I heard that and was surprised. In the same class was two BBQ Teams from BBQ Pit-Masters and I ask them how they cleaned their pitt and they wait they pressure wash their pit as well. They get all that stuff on the walls of the smoker off. 

I look inside Myron Mixon Smokers and they were all super cleaned. I ask them and they said thats the way they do it and they do contest with new bbq pits and win contest. They don't believe in the walls of the smoker building flavor. They clean all that stuff that builds on the walls off. We are talking about the biggest name in bbq here and he cleans his smokers with a pressure washer. My walls of my smoker are full of all kinds of flavor if thats what you want to call it. 

If the pros clean their bbq pits super clean it must be the Right Way ~ Im kind of thinking Ive been doing it Wrong. I was told never to use a pressure washer on my smoker because it would remove all the flavor. Well Myron Mixon is the biggest name in bbq so Im sure he know a thing or two. Im going to clean my smoker a lot more Cleaner moving forward.


----------



## fwismoker (Jan 20, 2015)

To me it's not building flavor, I just don't want to expose pits such as my UDS to water when it isn't necessary.  All my pits get a scrape with a wire brush/ putty knife and blast of a torch/weed burner does things fine.

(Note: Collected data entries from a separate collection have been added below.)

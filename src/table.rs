//! Plain-text table rendering for CLI output.

use std::borrow::Cow;
use std::fmt::Write as _;

use crate::{data::Row, state::ProjectMetadataState};

/// Cells wider than this are cut and suffixed with `...`.
const MAX_CELL_WIDTH: usize = 40;

pub fn render_table(headers: &[String], rows: &[Vec<String>]) -> String {
    let mut widths = headers.iter().map(|h| display_width(h)).collect::<Vec<_>>();
    for row in rows {
        for (width, cell) in widths.iter_mut().zip(row) {
            *width = (*width).max(display_width(&clip(cell)));
        }
    }

    let mut output = String::new();
    let _ = writeln!(output, "{}", format_row(headers, &widths));
    let rule = widths
        .iter()
        .map(|w| "-".repeat((*w).max(3)))
        .collect::<Vec<_>>();
    let rule_widths = widths.iter().map(|w| (*w).max(3)).collect::<Vec<_>>();
    let _ = writeln!(output, "{}", format_row(&rule, &rule_widths));
    for row in rows {
        let _ = writeln!(output, "{}", format_row(row, &widths));
    }
    output
}

/// Headers and display cells for the loaded columns of a snapshot.
pub fn snapshot_table(
    state: &ProjectMetadataState,
    limit: Option<usize>,
) -> (Vec<String>, Vec<Vec<String>>) {
    let headers = state
        .loaded_columns()
        .into_iter()
        .map(str::to_string)
        .collect::<Vec<_>>();
    let rows = state
        .metadata()
        .unwrap_or_default()
        .iter()
        .take(limit.unwrap_or(usize::MAX))
        .map(|row| row_cells(row, &headers))
        .collect();
    (headers, rows)
}

pub fn row_cells(row: &Row, columns: &[String]) -> Vec<String> {
    columns
        .iter()
        .map(|column| row.get(column).map(|v| v.as_display()).unwrap_or_default())
        .collect()
}

fn format_row(values: &[String], widths: &[usize]) -> String {
    let line = values
        .iter()
        .zip(widths)
        .map(|(value, width)| {
            let cell = clip(&sanitize_cell(value)).into_owned();
            let padding = width.saturating_sub(display_width(&cell));
            format!("{cell}{}", " ".repeat(padding))
        })
        .collect::<Vec<_>>()
        .join("  ");
    line.trim_end().to_string()
}

fn clip(value: &str) -> Cow<'_, str> {
    if value.chars().count() <= MAX_CELL_WIDTH {
        return Cow::Borrowed(value);
    }
    let mut clipped = value.chars().take(MAX_CELL_WIDTH - 3).collect::<String>();
    clipped.push_str("...");
    Cow::Owned(clipped)
}

fn display_width(value: &str) -> usize {
    value.chars().count()
}

fn sanitize_cell(value: &str) -> Cow<'_, str> {
    if value.contains(['\n', '\r', '\t']) {
        Cow::Owned(value.replace(['\n', '\r', '\t'], " "))
    } else {
        Cow::Borrowed(value)
    }
}
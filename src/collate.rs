//! Natural ordering for sample identifiers and unique values.
//!
//! Comparison is case-insensitive, ignores accents on Latin letters and is
//! numeric-aware: runs of ASCII digits are compared by magnitude, so `S2` sorts
//! before `S10`. Strings that differ only in case, accents or leading zeros of
//! a number compare equal, which keeps sorts stable for them.

use std::{cmp::Ordering, iter::Peekable, str::Chars};

pub fn natural_cmp(left: &str, right: &str) -> Ordering {
    let mut a = left.chars().peekable();
    let mut b = right.chars().peekable();
    loop {
        match (a.peek().copied(), b.peek().copied()) {
            (None, None) => return Ordering::Equal,
            (None, Some(_)) => return Ordering::Less,
            (Some(_), None) => return Ordering::Greater,
            (Some(x), Some(y)) if x.is_ascii_digit() && y.is_ascii_digit() => {
                let left_run = take_digits(&mut a);
                let right_run = take_digits(&mut b);
                let ordering = compare_digit_runs(&left_run, &right_run);
                if ordering != Ordering::Equal {
                    return ordering;
                }
            }
            (Some(x), Some(y)) => {
                a.next();
                b.next();
                let ordering = fold_char(x).cmp(&fold_char(y));
                if ordering != Ordering::Equal {
                    return ordering;
                }
            }
        }
    }
}

/// Sorts in place with [`natural_cmp`]; equal elements keep their order.
pub fn sort_natural(values: &mut [String]) {
    values.sort_by(|a, b| natural_cmp(a, b));
}

fn take_digits(chars: &mut Peekable<Chars<'_>>) -> String {
    let mut run = String::new();
    while let Some(ch) = chars.peek().copied() {
        if !ch.is_ascii_digit() {
            break;
        }
        run.push(ch);
        chars.next();
    }
    run
}

fn compare_digit_runs(left: &str, right: &str) -> Ordering {
    let left = left.trim_start_matches('0');
    let right = right.trim_start_matches('0');
    left.len().cmp(&right.len()).then_with(|| left.cmp(right))
}

/// Lower-cases and strips the diacritic from Latin-1 and Latin Extended-A
/// letters. Letters that decompose to more than one base letter (`ß`, `æ`)
/// are left as they are.
fn fold_char(ch: char) -> char {
    match ch.to_lowercase().next().unwrap_or(ch) {
        'à' | 'á' | 'â' | 'ã' | 'ä' | 'å' | 'ā' | 'ă' | 'ą' => 'a',
        'ç' | 'ć' | 'ĉ' | 'ċ' | 'č' => 'c',
        'ď' | 'đ' => 'd',
        'è' | 'é' | 'ê' | 'ë' | 'ē' | 'ĕ' | 'ė' | 'ę' | 'ě' => 'e',
        'ĝ' | 'ğ' | 'ġ' | 'ģ' => 'g',
        'ĥ' | 'ħ' => 'h',
        'ì' | 'í' | 'î' | 'ï' | 'ĩ' | 'ī' | 'ĭ' | 'į' | 'ı' => 'i',
        'ĵ' => 'j',
        'ķ' => 'k',
        'ĺ' | 'ļ' | 'ľ' | 'ŀ' | 'ł' => 'l',
        'ñ' | 'ń' | 'ņ' | 'ň' => 'n',
        'ò' | 'ó' | 'ô' | 'õ' | 'ö' | 'ø' | 'ō' | 'ŏ' | 'ő' => 'o',
        'ŕ' | 'ŗ' | 'ř' => 'r',
        'ś' | 'ŝ' | 'ş' | 'š' => 's',
        'ţ' | 'ť' | 'ŧ' => 't',
        'ù' | 'ú' | 'û' | 'ü' | 'ũ' | 'ū' | 'ŭ' | 'ů' | 'ű' | 'ų' => 'u',
        'ŵ' => 'w',
        'ý' | 'ÿ' | 'ŷ' => 'y',
        'ź' | 'ż' | 'ž' => 'z',
        other => other,
    }
}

The term bbq "pros" doesn't mean much to me...bbq sweet comp food and normal bbq are two different things entirely imho.


----------



## pc farmer (Jan 20, 2015)

While i am not a great bbq'r or smoker, I never clean mine.   Just use my brush once in awhile to knock off the loose stuff.


----------



## frijole smoke (Jan 20, 2015)

For me...I will not be power washing because as stated above...I don't want to expose it to any more water than is necessary.  I would think for them...cleaning the pit is purely a visual thing for the cameras.  I don't know.

I would maybe wash it after smoking fish...I heard that the smoker can get kind of rank after that...but I don't have any first hand experience in that respect.


----------



## JckDanls 07 (Jan 20, 2015)

IMHO...  They have to keep them clean (says the sponsor). You are showing the public their product and they (manufactures) would much rather the public see their product all nice and clean and new looking...  Image is a big part of sponsorship ..


----------



## dirtsailor2003 (Jan 20, 2015)

If I had to clean my smoker I'd quit smoking!


----------



## stickyfingers (Jan 20, 2015)

JckDanls 07 said:


> IMHO... They have to keep them clean (says the sponsor). You are showing the public their product and they (manufactures) would much rather the public see their product all nice and clean and new looking... Image is a big part of sponsorship ..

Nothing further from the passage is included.